“Maybe this Christmas will mean something more
Maybe this year love will appear
Deeper than ever before”
Maybe this year love will appear
Deeper than ever before”
-Tracey Thorn, Maybe This Christmas
This time last year, I was writing this post, collecting together songs that I felt best summarised why I find Christmas such an emotional time.
Of course, I’ve been listening to that playlist on repeat for weeks this year too, but it sounds different to me this time round. Its transformed from a quietly melancholic collection to one of optimism.
This time last year, I was steadfastly single. I refused to believe in love in the same way I used to do in the past. I had never even said the word to anyone else (except for friends) for years. I was stubbornly resisting the advances of a man who I knew to be very wonderful, on the basis that I would likely just mess it all up anyway and hurt him, given that I was, in my own head, such an awful and cynical heartless monster who would clearly ruin his life.
Luckily, my willpower (helped along by a fair amount of beer) failed me eventually and we went on a date in January. This is probably the best decision I have made, ever. What has followed has been better than I could have ever imagined. I’ve gone from refusing to acknowledge the L-word to telling him many, many times a day that I love him. He puts up with me and my mood swings, is happy to leave me alone when I need social recharge time, and is just really quite marvellous. He makes me laugh despite his cracker joke-level sense of humour, gives great hugs, and most importantly buys me Lego. For the first time in blummin’ yonks, I feel safe, and like I’ve come home.

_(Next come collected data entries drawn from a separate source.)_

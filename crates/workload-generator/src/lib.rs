//! Deterministic value generation for benchgen workloads.
//!
//! Generators are counter-based: the value of call `i` is a pure function
//! of `(run_seed, ordinal, rule, i)`. Any generator can therefore be
//! rebuilt in another process and resumed at any call index.
//!
//! # Architecture
//!
//! ```text
//! (run_seed, ordinal)
//!        │  SplitMix64
//!        ▼
//!    sub-seed ──► ChaCha8 stream per call ──► Synth::sample
//!        │
//!        └──────► Feistel permutation ──► Synth::value_at   (unique mode)
//!
//! Generator ─┬─► GroupGenerator (lockstep tuples)
//!            └─► UnitInstance::resolve ──► ResolvedUnit | InsertStream
//! ```
//!
//! # Example
//!
//! ```rust
//! use workload_core::GenerationRule;
//! use workload_generator::Generator;
//!
//! let rule = GenerationRule::int32_range(1, 100_000).unique();
//! let mut generator = Generator::new(42, 1, rule).unwrap();
//! let first = generator.next().unwrap();
//!
//! generator.reset();
//! assert_eq!(generator.next().unwrap(), first);
//! ```

pub mod bulk;
pub mod generator;
pub mod group;
pub mod partition;
pub mod permutation;
pub mod resolve;
pub mod seed;
pub mod synth;

// Re-exports for convenience
pub use bulk::{InsertStream, DEFAULT_BATCH_SIZE};
pub use generator::Generator;
pub use group::GroupGenerator;
pub use partition::{describe_partitioning, partition_calls, CallSlice};
pub use permutation::Permutation;
pub use resolve::{QueryInstance, Resolved, UnitInstance};
pub use synth::{FlatAlphabet, Synth};
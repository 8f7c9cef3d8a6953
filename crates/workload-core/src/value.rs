//! Value representation for generated parameters and rows.
//!
//! `Value` is what a generator produces and what crosses the driver
//! boundary inside resolved queries and row batches.

use chrono::{DateTime, Utc};
use rust_decimal::Decimal;
use serde::{Deserialize, Serialize};
use std::fmt;
use uuid::Uuid;

/// A single generated value.
///
/// The enum is adjacently tagged so that integer widths survive the
/// MessagePack round-trip (`Int32(5)` and `Int64(5)` stay distinct).
#[derive(Debug, Clone, PartialEq, Serialize, Deserialize)]
#[serde(tag = "type", content = "value", rename_all = "snake_case")]
pub enum Value {
    /// SQL NULL
    Null,

    /// Boolean value
    Bool(bool),

    /// 32-bit signed integer
    Int32(i32),

    /// 64-bit signed integer
    Int64(i64),

    /// 64-bit floating point
    Float64(f64),

    /// Exact decimal, carried as its string form on the wire
    Decimal(Decimal),

    /// String value
    String(String),

    /// Date/time in UTC
    DateTime(DateTime<Utc>),

    /// UUID value
    Uuid(Uuid),

    /// Ordered list of values (group tuples)
    List(Vec<Value>),
}

impl Value {
    /// Check if this value is null.
    pub fn is_null(&self) -> bool {
        matches!(self, Self::Null)
    }

    /// Try to get this value as a boolean.
    pub fn as_bool(&self) -> Option<bool> {
        match self {
            Self::Bool(b) => Some(*b),
            _ => None,
        }
    }

    /// Try to get this value as an i32.
    pub fn as_i32(&self) -> Option<i32> {
        match self {
            Self::Int32(i) => Some(*i),
            _ => None,
        }
    }

    /// Try to get this value as an i64 (widening i32).
    pub fn as_i64(&self) -> Option<i64> {
        match self {
            Self::Int64(i) => Some(*i),
            Self::Int32(i) => Some(*i as i64),
            _ => None,
        }
    }

    /// Try to get this value as an f64.
    pub fn as_f64(&self) -> Option<f64> {
        match self {
            Self::Float64(f) => Some(*f),
            _ => None,
        }
    }

    /// Try to get this value as a decimal.
    pub fn as_decimal(&self) -> Option<Decimal> {
        match self {
            Self::Decimal(d) => Some(*d),
            _ => None,
        }
    }

    /// Try to get this value as a string reference.
    pub fn as_str(&self) -> Option<&str> {
        match self {
            Self::String(s) => Some(s),
            _ => None,
        }
    }

    /// Try to get this value as a DateTime.
    pub fn as_datetime(&self) -> Option<&DateTime<Utc>> {
        match self {
            Self::DateTime(dt) => Some(dt),
            _ => None,
        }
    }

    /// Try to get this value as a UUID.
    pub fn as_uuid(&self) -> Option<&Uuid> {
        match self {
            Self::Uuid(u) => Some(u),
            _ => None,
        }
    }

    /// Try to get this value as a list.
    pub fn as_list(&self) -> Option<&[Value]> {
        match self {
            Self::List(values) => Some(values),
            _ => None,
        }
    }

    /// Convert into a JSON value for previews and JSONL output.
    pub fn to_json(&self) -> serde_json::Value {
        match self {
            Self::Null => serde_json::Value::Null,
            Self::Bool(b) => serde_json::Value::Bool(*b),
            Self::Int32(i) => serde_json::Value::from(*i),
            Self::Int64(i) => serde_json::Value::from(*i),
            Self::Float64(f) => serde_json::Number::from_f64(*f)
                .map(serde_json::Value::Number)
                .unwrap_or(serde_json::Value::Null),
            Self::Decimal(d) => serde_json::Value::String(d.to_string()),
            Self::String(s) => serde_json::Value::String(s.clone()),
            Self::DateTime(dt) => serde_json::Value::String(dt.to_rfc3339()),
            Self::Uuid(u) => serde_json::Value::String(u.to_string()),
            Self::List(values) => {
                serde_json::Value::Array(values.iter().map(Value::to_json).collect())
            }
        }
    }
}

impl fmt::Display for Value {
    fn fmt(&self, f: &mut fmt::Formatter<'_>) -> fmt::Result {
        match self {
            Self::Null => write!(f, "NULL"),
            Self::Bool(b) => write!(f, "{b}"),
            Self::Int32(i) => write!(f, "{i}"),
            Self::Int64(i) => write!(f, "{i}"),
            Self::Float64(v) => write!(f, "{v}"),
            Self::Decimal(d) => write!(f, "{d}"),
            Self::String(s) => write!(f, "'{s}'"),
            Self::DateTime(dt) => write!(f, "'{}'", dt.to_rfc3339()),
            Self::Uuid(u) => write!(f, "'{u}'"),
            Self::List(values) => {
                write!(f, "(")?;
                for (i, value) in values.iter().enumerate() {
                    if i > 0 {
                        write!(f, ", ")?;
                    }
                    write!(f, "{value}")?;
                }
                write!(f, ")")
            }
        }
    }
}

impl From<i32> for Value {
    fn from(v: i32) -> Self {
        Self::Int32(v)
    }
}

impl From<i64> for Value {
    fn from(v: i64) -> Self {
        Self::Int64(v)
    }
}

impl From<f64> for Value {
    fn from(v: f64) -> Self {
        Self::Float64(v)
    }
}

impl From<Decimal> for Value {
    fn from(v: Decimal) -> Self {
        Self::Decimal(v)
    }
}

impl From<bool> for Value {
    fn from(v: bool) -> Self {
        Self::Bool(v)
    }
}

impl From<&str> for Value {
    fn from(v: &str) -> Self {
        Self::String(v.to_string())
    }
}

impl From<String> for Value {
    fn from(v: String) -> Self {
        Self::String(v)
    }
}

#[cfg(test)]
mod tests {
    use super::*;

    #[test]
    fn test_accessors() {
        assert_eq!(Value::Int32(5).as_i64(), Some(5));
        assert_eq!(Value::Int64(5).as_i32(), None);
        assert_eq!(Value::from("abc").as_str(), Some("abc"));
        assert!(Value::Null.is_null());
        let list = Value::List(vec![Value::Int32(1), Value::Bool(true)]);
        assert_eq!(list.as_list().map(|l| l.len()), Some(2));
    }

    #[test]
    fn test_display() {
        let list = Value::List(vec![Value::Int32(1), Value::from("x"), Value::Null]);
        assert_eq!(list.to_string(), "(1, 'x', NULL)");
    }

    #[test]
    fn test_to_json() {
        let value = Value::List(vec![Value::Int64(3), Value::Float64(1.5)]);
        assert_eq!(value.to_json(), serde_json::json!([3, 1.5]));
        assert_eq!(Value::Float64(f64::NAN).to_json(), serde_json::Value::Null);
    }

    #[test]
    fn test_decimal_keeps_scale() {
        let value = Value::from(Decimal::new(1050, 2));
        assert_eq!(value.to_string(), "10.50");
        assert_eq!(value.to_json(), serde_json::json!("10.50"));

        let parsed: Value = serde_yaml::from_str("type: decimal\nvalue: '10.50'\n").unwrap();
        assert_eq!(parsed, value);
    }

    #[test]
    fn test_yaml_tagging() {
        let value: Value = serde_yaml::from_str("type: int32\nvalue: 42\n").unwrap();
        assert_eq!(value, Value::Int32(42));
        let null: Value = serde_yaml::from_str("type: 'null'\n").unwrap();
        assert_eq!(null, Value::Null);
    }
}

“So happy new year, this is the one we talked about and
Happy New Year, this is where it all works out
This is where is comes together and everything comes through
Happy ever after all comes true”
-Simma, Happy New Year
So going into this new year, everything seems different. We’re moving into a new house together, and I really can’t wait. The cat and the hamster have double-barrelled surnames. I have a new job lined up, though it’s in the same centre and will involve moving a mere several metres across the office to a different desk. I still worry that it’ll all come crashing down at some point, but I’m managing to keep those thoughts in check and just enjoy it all for the most part.
Hopefully I’m not sounding too smug here. I just want you all to know about the good things that happen, since I tell you probably far too much about the bad stuff. I’ve had some amazing e-mails in the past from readers who have been through similar experiences to me, and I’d like you to know that things can change and can end up even being miles better than they ever were before.
I hope you all have a wonderful Christmas and New Year. I know this time of year can be really hard for some. I send my love and hugs to you.